Sandra Harding (born 1935) is an American philosopher of feminist and postcolonial theory, epistemology, research methodology and philosophy of science. She has contributed to standpoint theory and to the multicultural study of science. She gained some notoriety for referring to Newton’s Laws as a “rape manual” (Harding: 1986, pg. 264). The full quote is:

“Isaac Newton’s Principia Mathematica is a ‘rape manual’ because ‘science is a male rape of female nature’.”
(Ed. note: WTF is *that* about? –20 minutes till truck time)
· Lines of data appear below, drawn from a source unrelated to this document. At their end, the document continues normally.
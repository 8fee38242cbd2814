//! Collaborator traits used by the fulfillment core.
//!
//! Implementations live outside this crate (`orderflow-infra` for in-memory and
//! logging adapters). All calls are synchronous; failures are returned to the
//! caller as-is.

use chrono::{NaiveDate, Utc};
use serde::{Deserialize, Serialize};

use orderflow_core::OrderId;
use orderflow_products::Product;
use orderflow_sales::Order;

use crate::error::{NotificationError, StoreError};

/// Lookup of orders by id.
pub trait OrderStore: Send + Sync {
    fn find_by_id(&self, id: OrderId) -> Result<Option<Order>, StoreError>;
}

/// Persistence of catalog products.
pub trait CatalogStore: Send + Sync {
    /// Persist the product's current state. Saving the same state twice has
    /// the same effect as saving it once.
    fn save(&self, product: &Product) -> Result<(), StoreError>;
}

/// Outbound customer notifications.
pub trait NotificationGateway: Send + Sync {
    fn send_delay_notification(
        &self,
        lead_time: u32,
        product_name: &str,
    ) -> Result<(), NotificationError>;

    fn send_out_of_stock_notification(&self, product_name: &str) -> Result<(), NotificationError>;

    fn send_expiration_notification(
        &self,
        product_name: &str,
        expiry_date: NaiveDate,
    ) -> Result<(), NotificationError>;
}

/// Source of "today" for date-based rules.
pub trait Clock: Send + Sync {
    fn today(&self) -> NaiveDate;
}

/// Current UTC date.
#[derive(Debug, Default, Clone, Copy)]
pub struct SystemClock;

impl Clock for SystemClock {
    fn today(&self) -> NaiveDate {
        Utc::now().date_naive()
    }
}

/// Clock pinned to a single date.
#[derive(Debug, Clone, Copy, PartialEq, Eq)]
pub struct FixedClock(NaiveDate);

impl FixedClock {
    pub fn new(today: NaiveDate) -> Self {
        Self(today)
    }
}

impl Clock for FixedClock {
    fn today(&self) -> NaiveDate {
        self.0
    }
}

/// A notification as issued through [`NotificationGateway`].
///
/// Gateways that record or log what they were asked to send use this shape.
#[derive(Debug, Clone, PartialEq, Eq, Serialize, Deserialize)]
#[serde(tag = "kind", rename_all = "snake_case")]
pub enum Notification {
    Delay {
        lead_time: u32,
        product_name: String,
    },
    OutOfStock {
        product_name: String,
    },
    Expiration {
        product_name: String,
        expiry_date: NaiveDate,
    },
}

impl Notification {
    pub fn product_name(&self) -> &str {
        match self {
            Notification::Delay { product_name, .. }
            | Notification::OutOfStock { product_name }
            | Notification::Expiration { product_name, .. } => product_name,
        }
    }
}
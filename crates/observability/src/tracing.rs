//! Tracing/logging initialization.

use tracing_subscriber::EnvFilter;

/// Filter used when `RUST_LOG` is unset or invalid.
pub const DEFAULT_FILTER: &str = "info";

/// Initialize tracing/logging for the process.
///
/// Safe to call multiple times (subsequent calls are no-ops).
pub fn init() {
    let filter = EnvFilter::try_from_default_env()
        .unwrap_or_else(|_| EnvFilter::new(DEFAULT_FILTER));

    // JSON logs + timestamps, configurable via RUST_LOG.
    let _ = tracing_subscriber::fmt()
        .with_env_filter(filter)
        .json()
        .with_timer(tracing_subscriber::fmt::time::SystemTime)
        .with_target(false)
        .try_init();
}
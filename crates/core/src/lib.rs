//! `orderflow-core`: identifiers, the domain error and the entity traits.

pub mod entity;
pub mod error;
pub mod id;
pub mod value_object;

pub use entity::Entity;
pub use error::{DomainError, DomainResult};
pub use id::{OrderId, ProductId};
pub use value_object::ValueObject;
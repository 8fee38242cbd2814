//! Recording test doubles for the fulfillment ports.

use std::collections::HashMap;
use std::sync::{Arc, Mutex};

use chrono::NaiveDate;

use orderflow_core::OrderId;
use orderflow_products::{Product, ProductRecord};
use orderflow_sales::Order;

use crate::engine::FulfillmentEngine;
use crate::error::{NotificationError, StoreError};
use crate::ports::{CatalogStore, FixedClock, Notification, NotificationGateway, OrderStore};

pub fn date(y: i32, m: u32, d: u32) -> NaiveDate {
    NaiveDate::from_ymd_opt(y, m, d).unwrap()
}

pub fn product(record: ProductRecord) -> Product {
    Product::try_from(record).unwrap()
}

#[derive(Default)]
pub struct RecordingCatalog {
    saved: Mutex<Vec<ProductRecord>>,
    failure: Mutex<Option<StoreError>>,
}

impl RecordingCatalog {
    pub fn saved(&self) -> Vec<ProductRecord> {
        self.saved.lock().unwrap().clone()
    }

    pub fn saved_available(&self) -> Vec<u32> {
        self.saved().iter().map(|r| r.available).collect()
    }

    pub fn fail_with(&self, err: StoreError) {
        *self.failure.lock().unwrap() = Some(err);
    }
}

impl CatalogStore for RecordingCatalog {
    fn save(&self, product: &Product) -> Result<(), StoreError> {
        if let Some(err) = self.failure.lock().unwrap().clone() {
            return Err(err);
        }
        self.saved.lock().unwrap().push(product.record().clone());
        Ok(())
    }
}

#[derive(Default)]
pub struct RecordingNotifier {
    sent: Mutex<Vec<Notification>>,
    failure: Mutex<Option<NotificationError>>,
}

impl RecordingNotifier {
    pub fn sent(&self) -> Vec<Notification> {
        self.sent.lock().unwrap().clone()
    }

    pub fn fail_with(&self, err: NotificationError) {
        *self.failure.lock().unwrap() = Some(err);
    }

    fn record(&self, notification: Notification) -> Result<(), NotificationError> {
        if let Some(err) = self.failure.lock().unwrap().clone() {
            return Err(err);
        }
        self.sent.lock().unwrap().push(notification);
        Ok(())
    }
}

impl NotificationGateway for RecordingNotifier {
    fn send_delay_notification(
        &self,
        lead_time: u32,
        product_name: &str,
    ) -> Result<(), NotificationError> {
        self.record(Notification::Delay {
            lead_time,
            product_name: product_name.to_string(),
        })
    }

    fn send_out_of_stock_notification(&self, product_name: &str) -> Result<(), NotificationError> {
        self.record(Notification::OutOfStock {
            product_name: product_name.to_string(),
        })
    }

    fn send_expiration_notification(
        &self,
        product_name: &str,
        expiry_date: NaiveDate,
    ) -> Result<(), NotificationError> {
        self.record(Notification::Expiration {
            product_name: product_name.to_string(),
            expiry_date,
        })
    }
}

/// Order store backed by a map; counts lookups.
#[derive(Default)]
pub struct MapOrderStore {
    orders: Mutex<HashMap<OrderId, Order>>,
    lookups: Mutex<Vec<OrderId>>,
}

impl MapOrderStore {
    pub fn insert(&self, order: Order) {
        self.orders.lock().unwrap().insert(order.id_typed(), order);
    }

    pub fn lookups(&self) -> Vec<OrderId> {
        self.lookups.lock().unwrap().clone()
    }
}

impl OrderStore for MapOrderStore {
    fn find_by_id(&self, id: OrderId) -> Result<Option<Order>, StoreError> {
        self.lookups.lock().unwrap().push(id);
        Ok(self.orders.lock().unwrap().get(&id).cloned())
    }
}

/// Recording doubles wired to a fixed date.
pub struct Harness {
    pub orders: Arc<MapOrderStore>,
    pub catalog: Arc<RecordingCatalog>,
    pub notifier: Arc<RecordingNotifier>,
    pub clock: FixedClock,
}

impl Harness {
    pub fn at(today: NaiveDate) -> Self {
        Self {
            orders: Arc::new(MapOrderStore::default()),
            catalog: Arc::new(RecordingCatalog::default()),
            notifier: Arc::new(RecordingNotifier::default()),
            clock: FixedClock::new(today),
        }
    }

    pub fn engine(&self) -> FulfillmentEngine {
        FulfillmentEngine::new(
            self.catalog.clone(),
            self.notifier.clone(),
            Arc::new(self.clock),
        )
    }
}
+ I had some money, I made the best paintings ever. I was completely reclusive, worked a lot, took a lot of drugs. I was awful to people. – Jean Michel Basquiat

+ You know the worst thing is freedom. Freedom of any kind is the worst for creativity. – Salvador Dali

+ I tend to like things that already exist. – Jasper Johns

+ I believe in advertisement and media completely. My art and my personal life are based in it. I think that the art world would probably be a tremendous reservoir for everybody involved in advertising. – Jeff Koons

+ Oh yes! he loved yellow, this good Vincent, this painter from Holland – those glimmers of sunlight rekindled his soul, that abhorred the fog, that needed the warmth. – Paul Gauguin

+ I guess I’m like Roger Miller who used to say that he didn’t have as many jokes as he thought he did.Glen Campbell.
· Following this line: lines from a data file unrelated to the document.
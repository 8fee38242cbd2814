use std::sync::Arc;

use axum::{
    Json, Router,
    extract::{Extension, Path},
    http::StatusCode,
    response::IntoResponse,
    routing::post,
};

use orderflow_core::OrderId;

use crate::app::services::AppServices;
use crate::app::{dto, errors};

pub fn router() -> Router {
    Router::new().route("/:id/processOrder", post(process_order))
}

pub async fn process_order(
    Extension(services): Extension<Arc<AppServices>>,
    Path(id): Path<String>,
) -> axum::response::Response {
    let order_id: OrderId = match id.parse() {
        Ok(v) => v,
        Err(e) => return errors::domain_error_to_response(e),
    };

    match services.processor.process_order(order_id) {
        Ok(order) => {
            tracing::info!(order_id = %order_id, products = order.len(), "order processed");
            (
                StatusCode::OK,
                Json(dto::ProcessOrderResponse {
                    id: order.id_typed(),
                }),
            )
                .into_response()
        }
        Err(e) => {
            tracing::warn!(order_id = %order_id, error = %e, "order processing failed");
            errors::fulfillment_error_to_response(e)
        }
    }
}
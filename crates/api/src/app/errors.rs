use axum::http::StatusCode;
use axum::response::IntoResponse;
use serde_json::json;

use orderflow_core::DomainError;
use orderflow_fulfillment::FulfillmentError;

pub fn fulfillment_error_to_response(err: FulfillmentError) -> axum::response::Response {
    match err {
        FulfillmentError::NotFound(id) => json_error(
            StatusCode::NOT_FOUND,
            "not_found",
            format!("order not found for id: {id}"),
        ),
        FulfillmentError::InvalidState(msg) => {
            json_error(StatusCode::UNPROCESSABLE_ENTITY, "invalid_state", msg)
        }
        FulfillmentError::Domain(e) => domain_error_to_response(e),
        FulfillmentError::Store(e) => json_error(
            StatusCode::INTERNAL_SERVER_ERROR,
            "store_error",
            e.to_string(),
        ),
        FulfillmentError::Notification(e) => {
            json_error(StatusCode::BAD_GATEWAY, "notification_error", e.to_string())
        }
    }
}

pub fn domain_error_to_response(err: DomainError) -> axum::response::Response {
    match err {
        DomainError::Validation(msg) => json_error(StatusCode::BAD_REQUEST, "validation_error", msg),
        DomainError::InvalidId(msg) => json_error(StatusCode::BAD_REQUEST, "invalid_id", msg),
        DomainError::InvalidState(msg) => {
            json_error(StatusCode::UNPROCESSABLE_ENTITY, "invalid_state", msg)
        }
        DomainError::NotFound => json_error(StatusCode::NOT_FOUND, "not_found", "not found"),
    }
}

pub fn json_error(
    status: StatusCode,
    code: &'static str,
    message: impl Into<String>,
) -> axum::response::Response {
    (
        status,
        axum::Json(json!({
            "error": code,
            "message": message.into(),
        })),
    )
        .into_response()
}
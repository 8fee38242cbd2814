//! Order-level orchestration.

use std::sync::Arc;

use orderflow_core::OrderId;
use orderflow_products::Product;
use orderflow_sales::Order;

use crate::engine::FulfillmentEngine;
use crate::error::{FulfillmentError, FulfillmentResult};
use crate::ports::OrderStore;

/// Loads an order and runs the [`FulfillmentEngine`] over each of its products.
///
/// Products are handled one at a time in ascending product id order. There is
/// no rollback: if product N fails, effects already applied for earlier
/// products stay applied.
pub struct OrderProcessor {
    orders: Arc<dyn OrderStore>,
    engine: FulfillmentEngine,
}

impl OrderProcessor {
    pub fn new(orders: Arc<dyn OrderStore>, engine: FulfillmentEngine) -> Self {
        Self { orders, engine }
    }

    pub fn engine(&self) -> &FulfillmentEngine {
        &self.engine
    }

    /// Process every product of `order_id` and return the order.
    ///
    /// The returned order carries each product's state after processing.
    pub fn process_order(&self, order_id: OrderId) -> FulfillmentResult<Order> {
        let mut order = self
            .orders
            .find_by_id(order_id)?
            .ok_or(FulfillmentError::NotFound(order_id))?;

        for record in order.items_mut() {
            let mut product = Product::try_from(record.clone())?;
            self.engine.process(&mut product)?;
            *record = product.into_record();
        }

        Ok(order)
    }
}
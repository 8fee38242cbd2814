//! Catalog products domain module.
//!
//! This crate contains the fulfillment-relevant shape of a catalog product and the
//! pure date rules attached to it (season windows, expiry), implemented as
//! deterministic domain logic (no IO, no HTTP, no storage).

pub mod product;

pub use product::{Product, ProductKind, ProductRecord, ProductType, SeasonWindow};
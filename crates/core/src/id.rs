//! Strongly-typed identifiers used across the domain.

use core::str::FromStr;
use serde::{Deserialize, Serialize};
use uuid::Uuid;

use crate::error::DomainError;

/// Identifier of a catalog product.
#[derive(Debug, Copy, Clone, PartialEq, Eq, PartialOrd, Ord, Hash, Serialize, Deserialize)]
#[serde(transparent)]
pub struct ProductId(Uuid);

/// Identifier of a customer order.
#[derive(Debug, Copy, Clone, PartialEq, Eq, PartialOrd, Ord, Hash, Serialize, Deserialize)]
#[serde(transparent)]
pub struct OrderId(Uuid);

macro_rules! impl_uuid_newtype {
    ($t:ty, $name:literal) => {
        impl $t {
            /// Create a new identifier.
            ///
            /// Uses UUIDv7 (time-ordered). Prefer passing IDs explicitly in tests
            /// for determinism.
            pub fn new() -> Self {
                Self(Uuid::now_v7())
            }

            pub fn from_uuid(uuid: Uuid) -> Self {
                Self(uuid)
            }

            pub fn as_uuid(&self) -> &Uuid {
                &self.0
            }
        }

        impl Default for $t {
            fn default() -> Self {
                Self::new()
            }
        }

        impl core::fmt::Display for $t {
            fn fmt(&self, f: &mut core::fmt::Formatter<'_>) -> core::fmt::Result {
                core::fmt::Display::fmt(&self.0, f)
            }
        }

        impl From<Uuid> for $t {
            fn from(value: Uuid) -> Self {
                Self(value)
            }
        }

        impl From<$t> for Uuid {
            fn from(value: $t) -> Self {
                value.0
            }
        }

        impl FromStr for $t {
            type Err = DomainError;

            fn from_str(s: &str) -> Result<Self, Self::Err> {
                let uuid = Uuid::from_str(s)
                    .map_err(|e| DomainError::invalid_id(format!("{}: {}", $name, e)))?;
                Ok(Self(uuid))
            }
        }
    };
}

impl_uuid_newtype!(ProductId, "ProductId");
impl_uuid_newtype!(OrderId, "OrderId");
–15 minutes till truck time. Must not step on indominant squares.


  1. From Gnomus—because wordpress has singled him out for notlettingindom:

    Meauxsie dotes on Quaker Oats ….

    “Wagner’s music is better than it sounds,” Mark Twain.


  2. On Sandra Harding’s remark, see the book, “Reflections on Gender and Science” by Evelyn Fox Keller. Harding was using a feminist critique of science as a historically “masculinized” project; that is, she was referring to the way nature was conceived of as female — and as something to be seduced or ravished — by the intrepid (male) explorer/scientist of the 17th century.
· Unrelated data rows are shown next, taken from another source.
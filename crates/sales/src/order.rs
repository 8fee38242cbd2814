use std::collections::BTreeMap;

use orderflow_core::{Entity, OrderId, ProductId};
use orderflow_products::ProductRecord;

/// Aggregate root: Order.
///
/// Items form a set keyed by product id. Iteration is in ascending product id
/// order, which is the order fulfillment processes them in.
#[derive(Debug, Clone, PartialEq, Eq)]
pub struct Order {
    id: OrderId,
    items: BTreeMap<ProductId, ProductRecord>,
}

impl Order {
    pub fn new(id: OrderId) -> Self {
        Self {
            id,
            items: BTreeMap::new(),
        }
    }

    /// Build an order from records. A later record with the same product id
    /// replaces an earlier one.
    pub fn with_items(id: OrderId, items: impl IntoIterator<Item = ProductRecord>) -> Self {
        let mut order = Self::new(id);
        for record in items {
            order.add_item(record);
        }
        order
    }

    pub fn id_typed(&self) -> OrderId {
        self.id
    }

    /// Insert or replace the record for its product id, returning the replaced one.
    pub fn add_item(&mut self, record: ProductRecord) -> Option<ProductRecord> {
        self.items.insert(record.id, record)
    }

    pub fn item(&self, product_id: &ProductId) -> Option<&ProductRecord> {
        self.items.get(product_id)
    }

    pub fn items(&self) -> impl Iterator<Item = &ProductRecord> {
        self.items.values()
    }

    pub fn items_mut(&mut self) -> impl Iterator<Item = &mut ProductRecord> {
        self.items.values_mut()
    }

    pub fn product_ids(&self) -> impl Iterator<Item = ProductId> + '_ {
        self.items.keys().copied()
    }

    pub fn len(&self) -> usize {
        self.items.len()
    }

    pub fn is_empty(&self) -> bool {
        self.items.is_empty()
    }
}

impl Entity for Order {
    type Id = OrderId;

    fn id(&self) -> &Self::Id {
        &self.id
    }
}
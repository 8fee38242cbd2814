//! Entities: things tracked by id across state changes (products, orders).

use core::fmt::{Debug, Display};
use core::hash::Hash;

/// A domain object with a stable identifier.
///
/// Stock and lead time of a product change while it is fulfilled; its id
/// does not. Stores key their records by [`Entity::id`].
pub trait Entity {
    type Id: Copy + Ord + Hash + Debug + Display;

    fn id(&self) -> &Self::Id;

    /// `true` when both values refer to the same tracked object, whatever
    /// their current state.
    fn same_entity(&self, other: &Self) -> bool {
        self.id() == other.id()
    }
}
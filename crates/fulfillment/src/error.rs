//! Fulfillment error model.

use thiserror::Error;

use orderflow_core::{DomainError, OrderId};

pub type FulfillmentResult<T> = Result<T, FulfillmentError>;

/// Failure reported by an order or catalog store.
#[derive(Debug, Error, Clone, PartialEq, Eq)]
pub enum StoreError {
    /// The store could not be reached or its state could not be locked.
    #[error("store unavailable: {0}")]
    Unavailable(String),

    /// The store answered but the operation failed.
    #[error("store backend error: {0}")]
    Backend(String),
}

/// Failure reported by a notification gateway.
#[derive(Debug, Error, Clone, PartialEq, Eq)]
pub enum NotificationError {
    #[error("notification delivery failed: {0}")]
    Delivery(String),
}

#[derive(Debug, Error, Clone, PartialEq, Eq)]
pub enum FulfillmentError {
    /// No order exists for the requested id.
    #[error("order not found for id: {0}")]
    NotFound(OrderId),

    /// A product record cannot be interpreted (unknown type tag, missing dates),
    /// or an operation was called on a product of the wrong type.
    #[error("invalid state: {0}")]
    InvalidState(String),

    #[error(transparent)]
    Domain(DomainError),

    #[error(transparent)]
    Store(#[from] StoreError),

    #[error(transparent)]
    Notification(#[from] NotificationError),
}

impl From<DomainError> for FulfillmentError {
    fn from(value: DomainError) -> Self {
        match value {
            DomainError::InvalidState(msg) => FulfillmentError::InvalidState(msg),
            other => FulfillmentError::Domain(other),
        }
    }
}
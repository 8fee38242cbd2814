use std::collections::HashMap;
use std::sync::RwLock;

use orderflow_core::{Entity, ProductId};
use orderflow_fulfillment::{CatalogStore, StoreError};
use orderflow_products::{Product, ProductRecord};

use super::poisoned;

/// In-memory catalog keyed by product id.
#[derive(Debug)]
pub struct InMemoryCatalogStore {
    inner: RwLock<HashMap<ProductId, ProductRecord>>,
}

impl InMemoryCatalogStore {
    pub fn new() -> Self {
        Self {
            inner: RwLock::new(HashMap::new()),
        }
    }

    /// Insert or replace a record.
    pub fn upsert(&self, record: ProductRecord) -> Result<(), StoreError> {
        let mut map = self.inner.write().map_err(poisoned)?;
        map.insert(record.id, record);
        Ok(())
    }

    pub fn get(&self, id: &ProductId) -> Result<Option<ProductRecord>, StoreError> {
        let map = self.inner.read().map_err(poisoned)?;
        Ok(map.get(id).cloned())
    }

    /// All records, ordered by product id.
    pub fn list(&self) -> Result<Vec<ProductRecord>, StoreError> {
        let map = self.inner.read().map_err(poisoned)?;
        let mut records: Vec<ProductRecord> = map.values().cloned().collect();
        records.sort_by_key(|r| r.id);
        Ok(records)
    }
}

impl Default for InMemoryCatalogStore {
    fn default() -> Self {
        Self::new()
    }
}

impl CatalogStore for InMemoryCatalogStore {
    fn save(&self, product: &Product) -> Result<(), StoreError> {
        self.upsert(product.record().clone())?;
        tracing::debug!(
            product_id = %product.id(),
            available = product.available(),
            lead_time = product.lead_time(),
            "product saved"
        );
        Ok(())
    }
}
    (Didn’t write it, just reporting it.)

  3. Thanks Bette-
    I found that quote so randomly and it is fascinating and inflammatory out of context. I like that. I might have to read the book as it t makes more sense now. I like sense.

  4. P.S. I have just this minute decided that the bottom image is mother nature. ;-)

  5. And one last post as me because I love comments and think everyone should comment; the username Meauxsie is pronounced Mosey because that’s one of the things Mo is short for. I grew up being called Mosey Josey by my mom and Mosely Josely by my dad. It explains a lot. In an uninteresting and irrelevant way.

  6. Amish Coehlo Says:

    WTH, do i even know u?
    I thought to invent that term because I have recently observed, rather scientifically, that perhaps due to fluctuations in barometric pressure, or, psychometric pressure, everything seems off. Even the spam I get seems anxious and less coherent than usual. This morning [b] “Amish Coelho” [b\] wrote to say, “eeelotj!!!”, which clearly proves my point.